### Collection entries
========

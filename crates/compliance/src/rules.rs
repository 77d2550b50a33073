//! Declarative rules for recognising CF coordinates.
//!
//! A [`Rule`] is an ordered list of [`Clause`]s. An entity matches the rule
//! when any clause holds; a clause holds when every one of its attribute
//! constraints holds. This lets partial metadata (only `axis` and `units`,
//! or only a conventional name) still resolve to a coordinate role.

use std::sync::OnceLock;

use mlcast_common::{Attributes, AttributesExt, Variable};

use crate::error::{Result, ValidatorError};

/// Pseudo attribute standing for the entity's own name.
pub const NAME_ATTR: &str = "name";

pub const LAT_UNITS: &[&str] = &["degrees_north", "degree_north", "degrees_n", "degree_n", "deg_n"];
pub const LON_UNITS: &[&str] = &["degrees_east", "degree_east", "degrees_e", "degree_e", "deg_e"];
pub const LINEAR_UNITS: &[&str] = &[
    "m",
    "meter",
    "meters",
    "metre",
    "metres",
    "km",
    "kilometer",
    "kilometers",
    "kilometre",
    "kilometres",
];

/// Normalise an attribute value for comparison: `axis` compares upper-case,
/// everything else lower-case, both trimmed.
pub fn normalize(attr: &str, value: &str) -> String {
    if attr == "axis" {
        value.trim().to_uppercase()
    } else {
        value.trim().to_lowercase()
    }
}

/// A conjunction of attribute constraints.
#[derive(Debug, Clone, Default, PartialEq, Eq)]
pub struct Clause {
    constraints: Vec<(String, Vec<String>)>,
}

impl Clause {
    pub fn new() -> Self {
        Self::default()
    }

    /// Require `attr` to take one of `values`.
    pub fn require(mut self, attr: &str, values: &[&str]) -> Self {
        let allowed = values.iter().map(|v| normalize(attr, v)).collect();
        self.constraints.push((attr.to_string(), allowed));
        self
    }

    /// Whether every constraint holds. A clause without constraints never
    /// matches.
    pub fn matches(&self, name: &str, attrs: &Attributes) -> bool {
        if self.constraints.is_empty() {
            return false;
        }
        self.constraints.iter().all(|(attr, allowed)| {
            let value = if attr == NAME_ATTR {
                Some(name.to_string())
            } else {
                attrs.text(attr)
            };
            match value {
                Some(v) => allowed.contains(&normalize(attr, &v)),
                None => false,
            }
        })
    }
}

/// A category and the clauses that identify it.
#[derive(Debug, Clone, PartialEq, Eq)]
pub struct Rule {
    pub category: String,
    pub clauses: Vec<Clause>,
}

impl Rule {
    pub fn new(category: &str, clauses: Vec<Clause>) -> Self {
        Self {
            category: category.to_string(),
            clauses,
        }
    }

    pub fn matches(&self, name: &str, attrs: &Attributes) -> bool {
        self.clauses.iter().any(|c| c.matches(name, attrs))
    }
}

/// Immutable set of rules keyed by category.
#[derive(Debug, Clone, Default)]
pub struct RuleCatalog {
    rules: Vec<Rule>,
}

impl RuleCatalog {
    pub fn new(rules: Vec<Rule>) -> Self {
        Self { rules }
    }

    /// The CF coordinate rules (`lat`, `lon`, `x`, `y`, `time`).
    pub fn coordinates() -> &'static RuleCatalog {
        static CATALOG: OnceLock<RuleCatalog> = OnceLock::new();
        CATALOG.get_or_init(|| {
            RuleCatalog::new(vec![
                Rule::new(
                    "lat",
                    vec![
                        Clause::new().require("standard_name", &["latitude"]),
                        Clause::new().require("axis", &["Y"]).require("units", LAT_UNITS),
                        Clause::new().require(NAME_ATTR, &["lat", "latitude"]),
                    ],
                ),
                Rule::new(
                    "lon",
                    vec![
                        Clause::new().require("standard_name", &["longitude"]),
                        Clause::new().require("axis", &["X"]).require("units", LON_UNITS),
                        Clause::new().require(NAME_ATTR, &["lon", "longitude"]),
                    ],
                ),
                Rule::new(
                    "x",
                    vec![
                        Clause::new().require("standard_name", &["projection_x_coordinate"]),
                        Clause::new().require("axis", &["X"]).require("units", LINEAR_UNITS),
                        Clause::new().require(NAME_ATTR, &["x", "easting"]),
                    ],
                ),
                Rule::new(
                    "y",
                    vec![
                        Clause::new().require("standard_name", &["projection_y_coordinate"]),
                        Clause::new().require("axis", &["Y"]).require("units", LINEAR_UNITS),
                        Clause::new().require(NAME_ATTR, &["y", "northing"]),
                    ],
                ),
                Rule::new(
                    "time",
                    vec![
                        Clause::new().require("standard_name", &["time"]),
                        Clause::new().require("axis", &["T"]),
                        Clause::new().require(NAME_ATTR, &["time"]),
                    ],
                ),
            ])
        })
    }

    pub fn rule(&self, category: &str) -> Option<&Rule> {
        self.rules.iter().find(|r| r.category == category)
    }

    pub fn categories(&self) -> impl Iterator<Item = &str> {
        self.rules.iter().map(|r| r.category.as_str())
    }

    /// Names of the entities matching `category`, in iteration order.
    pub fn find_matches<'a, I>(&self, entities: I, category: &str) -> Result<Vec<String>>
    where
        I: IntoIterator<Item = &'a Variable>,
    {
        let rule = self
            .rule(category)
            .ok_or_else(|| ValidatorError::catalog(format!("no rule defined for category '{category}'")))?;
        Ok(entities
            .into_iter()
            .filter(|v| rule.matches(&v.name, &v.attrs))
            .map(|v| v.name.clone())
            .collect())
    }
}

#[cfg(test)]
mod tests {
    use super::*;
    use mlcast_common::VariableRole;
    use serde_json::json;

    fn coord(name: &str, attrs: &[(&str, &str)]) -> Variable {
        let mut v = Variable::new(name, VariableRole::Coordinate);
        for (k, val) in attrs {
            v.attrs.insert(k.to_string(), json!(val));
        }
        v
    }

    fn matches(category: &str, v: &Variable) -> bool {
        RuleCatalog::coordinates()
            .rule(category)
            .unwrap()
            .matches(&v.name, &v.attrs)
    }

    #[test]
    fn test_bare_name_matches() {
        assert!(matches("lat", &coord("latitude", &[])));
        assert!(matches("lon", &coord("LON", &[])));
        assert!(!matches("lat", &coord("rlat", &[])));
    }

    #[test]
    fn test_standard_name_wins_over_name() {
        assert!(matches("lat", &coord("nav_lat", &[("standard_name", "latitude")])));
        assert!(matches("time", &coord("valid", &[("standard_name", " Time ")])));
    }

    #[test]
    fn test_axis_and_units_are_normalised() {
        let c = coord("phi", &[("axis", "y"), ("units", "degrees_North")]);
        assert!(matches("lat", &c));
        assert!(!matches("y", &c));
    }

    #[test]
    fn test_clause_requires_all_constraints() {
        // axis alone is not enough for lat
        assert!(!matches("lat", &coord("phi", &[("axis", "Y")])));
        assert!(matches("y", &coord("north", &[("axis", "Y"), ("units", "km")])));
    }

    #[test]
    fn test_empty_clause_never_matches() {
        let rule = Rule::new("any", vec![Clause::new()]);
        assert!(!rule.matches("x", &Attributes::new()));
    }

    #[test]
    fn test_find_matches_keeps_input_order() {
        let vars = vec![
            coord("y", &[]),
            coord("lat", &[("standard_name", "latitude")]),
            coord("latitude", &[]),
            coord("x", &[]),
        ];
        let found = RuleCatalog::coordinates().find_matches(&vars, "lat").unwrap();
        assert_eq!(found, vec!["lat", "latitude"]);
    }

    #[test]
    fn test_find_matches_unknown_category() {
        let vars: Vec<Variable> = Vec::new();
        let err = RuleCatalog::coordinates().find_matches(&vars, "height").unwrap_err();
        assert!(matches!(err, ValidatorError::Catalog(_)));
    }
}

========

### YOUR OBJECTIVE
All of the records need to be returned exactly as they are.

### RESULT OF THIS TASK
filename crates/compliance/src/rules.rs
repository 77d2550b50a33073
//! Declarative rules for recognising CF coordinates.
//!
//! A [`Rule`] is an ordered list of [`Clause`]s. An entity matches the rule
//! when any clause holds; a clause holds when every one of its attribute
//! constraints holds. This lets partial metadata (only `axis` and `units`,
//! or only a conventional name) still resolve to a coordinate role.

use std::sync::OnceLock;

use mlcast_common::{Attributes, AttributesExt, Variable};

use crate::error::{Result, ValidatorError};

/// Pseudo attribute standing for the entity's own name.
pub const NAME_ATTR: &str = "name";

pub const LAT_UNITS: &[&str] = &["degrees_north", "degree_north", "degrees_n", "degree_n", "deg_n"];
pub const LON_UNITS: &[&str] = &["degrees_east", "degree_east", "degrees_e", "degree_e", "deg_e"];
pub const LINEAR_UNITS: &[&str] = &[
    "m",
    "meter",
    "meters",
    "metre",
    "metres",
    "km",
    "kilometer",
    "kilometers",
    "kilometre",
    "kilometres",
];

/// Normalise an attribute value for comparison: `axis` compares upper-case,
/// everything else lower-case, both trimmed.
pub fn normalize(attr: &str, value: &str) -> String {
    if attr == "axis" {
        value.trim().to_uppercase()
    } else {
        value.trim().to_lowercase()
    }
}

/// A conjunction of attribute constraints.
#[derive(Debug, Clone, Default, PartialEq, Eq)]
pub struct Clause {
    constraints: Vec<(String, Vec<String>)>,
}

impl Clause {
    pub fn new() -> Self {
        Self::default()
    }

    /// Require `attr` to take one of `values`.
    pub fn require(mut self, attr: &str, values: &[&str]) -> Self {
        let allowed = values.iter().map(|v| normalize(attr, v)).collect();
        self.constraints.push((attr.to_string(), allowed));
        self
    }

    /// Whether every constraint holds. A clause without constraints never
    /// matches.
    pub fn matches(&self, name: &str, attrs: &Attributes) -> bool {
        if self.constraints.is_empty() {
            return false;
        }
        self.constraints.iter().all(|(attr, allowed)| {
            let value = if attr == NAME_ATTR {
                Some(name.to_string())
            } else {
                attrs.text(attr)
            };
            match value {
                Some(v) => allowed.contains(&normalize(attr, &v)),
                None => false,
            }
        })
    }
}

/// A category and the clauses that identify it.
#[derive(Debug, Clone, PartialEq, Eq)]
pub struct Rule {
    pub category: String,
    pub clauses: Vec<Clause>,
}

impl Rule {
    pub fn new(category: &str, clauses: Vec<Clause>) -> Self {
        Self {
            category: category.to_string(),
            clauses,
        }
    }

    pub fn matches(&self, name: &str, attrs: &Attributes) -> bool {
        self.clauses.iter().any(|c| c.matches(name, attrs))
    }
}

/// Immutable set of rules keyed by category.
#[derive(Debug, Clone, Default)]
pub struct RuleCatalog {
    rules: Vec<Rule>,
}

impl RuleCatalog {
    pub fn new(rules: Vec<Rule>) -> Self {
        Self { rules }
    }

    /// The CF coordinate rules (`lat`, `lon`, `x`, `y`, `time`).
    pub fn coordinates() -> &'static RuleCatalog {
        static CATALOG: OnceLock<RuleCatalog> = OnceLock::new();
        CATALOG.get_or_init(|| {
            RuleCatalog::new(vec![
                Rule::new(
                    "lat",
                    vec![
                        Clause::new().require("standard_name", &["latitude"]),
                        Clause::new().require("axis", &["Y"]).require("units", LAT_UNITS),
                        Clause::new().require(NAME_ATTR, &["lat", "latitude"]),
                    ],
                ),
                Rule::new(
                    "lon",
                    vec![
                        Clause::new().require("standard_name", &["longitude"]),
                        Clause::new().require("axis", &["X"]).require("units", LON_UNITS),
                        Clause::new().require(NAME_ATTR, &["lon", "longitude"]),
                    ],
                ),
                Rule::new(
                    "x",
                    vec![
                        Clause::new().require("standard_name", &["projection_x_coordinate"]),
                        Clause::new().require("axis", &["X"]).require("units", LINEAR_UNITS),
                        Clause::new().require(NAME_ATTR, &["x", "easting"]),
                    ],
                ),
                Rule::new(
                    "y",
                    vec![
                        Clause::new().require("standard_name", &["projection_y_coordinate"]),
                        Clause::new().require("axis", &["Y"]).require("units", LINEAR_UNITS),
                        Clause::new().require(NAME_ATTR, &["y", "northing"]),
                    ],
                ),
                Rule::new(
                    "time",
                    vec![
                        Clause::new().require("standard_name", &["time"]),
                        Clause::new().require("axis", &["T"]),
                        Clause::new().require(NAME_ATTR, &["time"]),
                    ],
                ),
            ])
        })
    }

    pub fn rule(&self, category: &str) -> Option<&Rule> {
        self.rules.iter().find(|r| r.category == category)
    }

    pub fn categories(&self) -> impl Iterator<Item = &str> {
        self.rules.iter().map(|r| r.category.as_str())
    }

    /// Names of the entities matching `category`, in iteration order.
    pub fn find_matches<'a, I>(&self, entities: I, category: &str) -> Result<Vec<String>>
    where
        I: IntoIterator<Item = &'a Variable>,
    {
        let rule = self
            .rule(category)
            .ok_or_else(|| ValidatorError::catalog(format!("no rule defined for category '{category}'")))?;
        Ok(entities
            .into_iter()
            .filter(|v| rule.matches(&v.name, &v.attrs))
            .map(|v| v.name.clone())
            .collect())
    }
}

#[cfg(test)]
mod tests {
    use super::*;
    use mlcast_common::VariableRole;
    use serde_json::json;

    fn coord(name: &str, attrs: &[(&str, &str)]) -> Variable {
        let mut v = Variable::new(name, VariableRole::Coordinate);
        for (k, val) in attrs {
            v.attrs.insert(k.to_string(), json!(val));
        }
        v
    }

    fn matches(category: &str, v: &Variable) -> bool {
        RuleCatalog::coordinates()
            .rule(category)
            .unwrap()
            .matches(&v.name, &v.attrs)
    }

    #[test]
    fn test_bare_name_matches() {
        assert!(matches("lat", &coord("latitude", &[])));
        assert!(matches("lon", &coord("LON", &[])));
        assert!(!matches("lat", &coord("rlat", &[])));
    }

    #[test]
    fn test_standard_name_wins_over_name() {
        assert!(matches("lat", &coord("nav_lat", &[("standard_name", "latitude")])));
        assert!(matches("time", &coord("valid", &[("standard_name", " Time ")])));
    }

    #[test]
    fn test_axis_and_units_are_normalised() {
        let c = coord("phi", &[("axis", "y"), ("units", "degrees_North")]);
        assert!(matches("lat", &c));
        assert!(!matches("y", &c));
    }

    #[test]
    fn test_clause_requires_all_constraints() {
        // axis alone is not enough for lat
        assert!(!matches("lat", &coord("phi", &[("axis", "Y")])));
        assert!(matches("y", &coord("north", &[("axis", "Y"), ("units", "km")])));
    }

    #[test]
    fn test_empty_clause_never_matches() {
        let rule = Rule::new("any", vec![Clause::new()]);
        assert!(!rule.matches("x", &Attributes::new()));
    }

    #[test]
    fn test_find_matches_keeps_input_order() {
        let vars = vec![
            coord("y", &[]),
            coord("lat", &[("standard_name", "latitude")]),
            coord("latitude", &[]),
            coord("x", &[]),
        ];
        let found = RuleCatalog::coordinates().find_matches(&vars, "lat").unwrap();
        assert_eq!(found, vec!["lat", "latitude"]);
    }

    #[test]
    fn test_find_matches_unknown_category() {
        let vars: Vec<Variable> = Vec::new();
        let err = RuleCatalog::coordinates().find_matches(&vars, "height").unwrap_err();
        assert!(matches!(err, ValidatorError::Catalog(_)));
    }
}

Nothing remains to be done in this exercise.